- _Dataset entries_:
■ ■ ■ ■ ■
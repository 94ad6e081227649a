//! Byte counting for upload progress.

use bytes::Bytes;

/// Turns byte counts into non-decreasing whole percentages.
#[derive(Debug, Clone)]
pub struct ProgressMeter {
    total: u64,
    sent: u64,
    last: Option<u8>,
}

impl ProgressMeter {
    pub fn new(total: u64) -> Self {
        Self {
            total,
            sent: 0,
            last: None,
        }
    }

    /// Record `bytes` more sent. Returns the new percentage when it moved.
    pub fn advance(&mut self, bytes: u64) -> Option<u8> {
        self.sent = self.sent.saturating_add(bytes).min(self.total);
        let percent = if self.total == 0 {
            100
        } else {
            (self.sent as u128 * 100 / self.total as u128) as u8
        };
        if self.last.map_or(true, |last| percent > last) {
            self.last = Some(percent);
            Some(percent)
        } else {
            None
        }
    }
}

/// Lazily split `data` into slices of at most `chunk_size` bytes without
/// copying.
pub fn split_chunks(data: &Bytes, chunk_size: usize) -> impl Iterator<Item = Bytes> + Send + 'static {
    let data = data.clone();
    let chunk_size = chunk_size.max(1);
    (0..data.len())
        .step_by(chunk_size)
        .map(move |start| data.slice(start..(start + chunk_size).min(data.len())))
}

#[cfg(test)]
mod tests {
    use super::*;
    use pretty_assertions::assert_eq;

    #[test]
    fn test_meter_reports_changes_only() {
        let mut meter = ProgressMeter::new(1000);
        assert_eq!(meter.advance(1), Some(0));
        assert_eq!(meter.advance(4), None);
        assert_eq!(meter.advance(5), Some(1));
        assert_eq!(meter.advance(490), Some(50));
        assert_eq!(meter.advance(10_000), Some(100));
        assert_eq!(meter.advance(1), None);
    }

    #[test]
    fn test_meter_empty_total() {
        let mut meter = ProgressMeter::new(0);
        assert_eq!(meter.advance(0), Some(100));
        assert_eq!(meter.advance(0), None);
    }

    #[test]
    fn test_split_chunks() {
        let data = Bytes::from(vec![7u8; 10]);
        let sizes: Vec<usize> = split_chunks(&data, 4).map(|c| c.len()).collect();
        assert_eq!(sizes, vec![4, 4, 2]);
        assert_eq!(split_chunks(&Bytes::new(), 4).count(), 0);
        assert_eq!(split_chunks(&data, 0).count(), 10);
    }

    #[test]
    fn test_split_chunks_is_lazy() {
        let data = Bytes::from(vec![0u8; 1 << 20]);
        let mut chunks = split_chunks(&data, 1);
        assert_eq!(chunks.size_hint(), (1 << 20, Some(1 << 20)));
        assert_eq!(chunks.next().map(|c| c.len()), Some(1));
    }
}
■ ■ ■ ■ ■
- _Task details_: Extract the data in full. Keep it word for word.

- _Answer space_:
repository 94ad6e081227649a
//! Byte counting for upload progress.

use bytes::Bytes;

/// Turns byte counts into non-decreasing whole percentages.
#[derive(Debug, Clone)]
pub struct ProgressMeter {
    total: u64,
    sent: u64,
    last: Option<u8>,
}

impl ProgressMeter {
    pub fn new(total: u64) -> Self {
        Self {
            total,
            sent: 0,
            last: None,
        }
    }

    /// Record `bytes` more sent. Returns the new percentage when it moved.
    pub fn advance(&mut self, bytes: u64) -> Option<u8> {
        self.sent = self.sent.saturating_add(bytes).min(self.total);
        let percent = if self.total == 0 {
            100
        } else {
            (self.sent as u128 * 100 / self.total as u128) as u8
        };
        if self.last.map_or(true, |last| percent > last) {
            self.last = Some(percent);
            Some(percent)
        } else {
            None
        }
    }
}

/// Lazily split `data` into slices of at most `chunk_size` bytes without
/// copying.
pub fn split_chunks(data: &Bytes, chunk_size: usize) -> impl Iterator<Item = Bytes> + Send + 'static {
    let data = data.clone();
    let chunk_size = chunk_size.max(1);
    (0..data.len())
        .step_by(chunk_size)
        .map(move |start| data.slice(start..(start + chunk_size).min(data.len())))
}

#[cfg(test)]
mod tests {
    use super::*;
    use pretty_assertions::assert_eq;

    #[test]
    fn test_meter_reports_changes_only() {
        let mut meter = ProgressMeter::new(1000);
        assert_eq!(meter.advance(1), Some(0));
        assert_eq!(meter.advance(4), None);
        assert_eq!(meter.advance(5), Some(1));
        assert_eq!(meter.advance(490), Some(50));
        assert_eq!(meter.advance(10_000), Some(100));
        assert_eq!(meter.advance(1), None);
    }

    #[test]
    fn test_meter_empty_total() {
        let mut meter = ProgressMeter::new(0);
        assert_eq!(meter.advance(0), Some(100));
        assert_eq!(meter.advance(0), None);
    }

    #[test]
    fn test_split_chunks() {
        let data = Bytes::from(vec![7u8; 10]);
        let sizes: Vec<usize> = split_chunks(&data, 4).map(|c| c.len()).collect();
        assert_eq!(sizes, vec![4, 4, 2]);
        assert_eq!(split_chunks(&Bytes::new(), 4).count(), 0);
        assert_eq!(split_chunks(&data, 0).count(), 10);
    }

    #[test]
    fn test_split_chunks_is_lazy() {
        let data = Bytes::from(vec![0u8; 1 << 20]);
        let mut chunks = split_chunks(&data, 1);
        assert_eq!(chunks.size_hint(), (1 << 20, Some(1 << 20)));
        assert_eq!(chunks.next().map(|c| c.len()), Some(1));
    }
}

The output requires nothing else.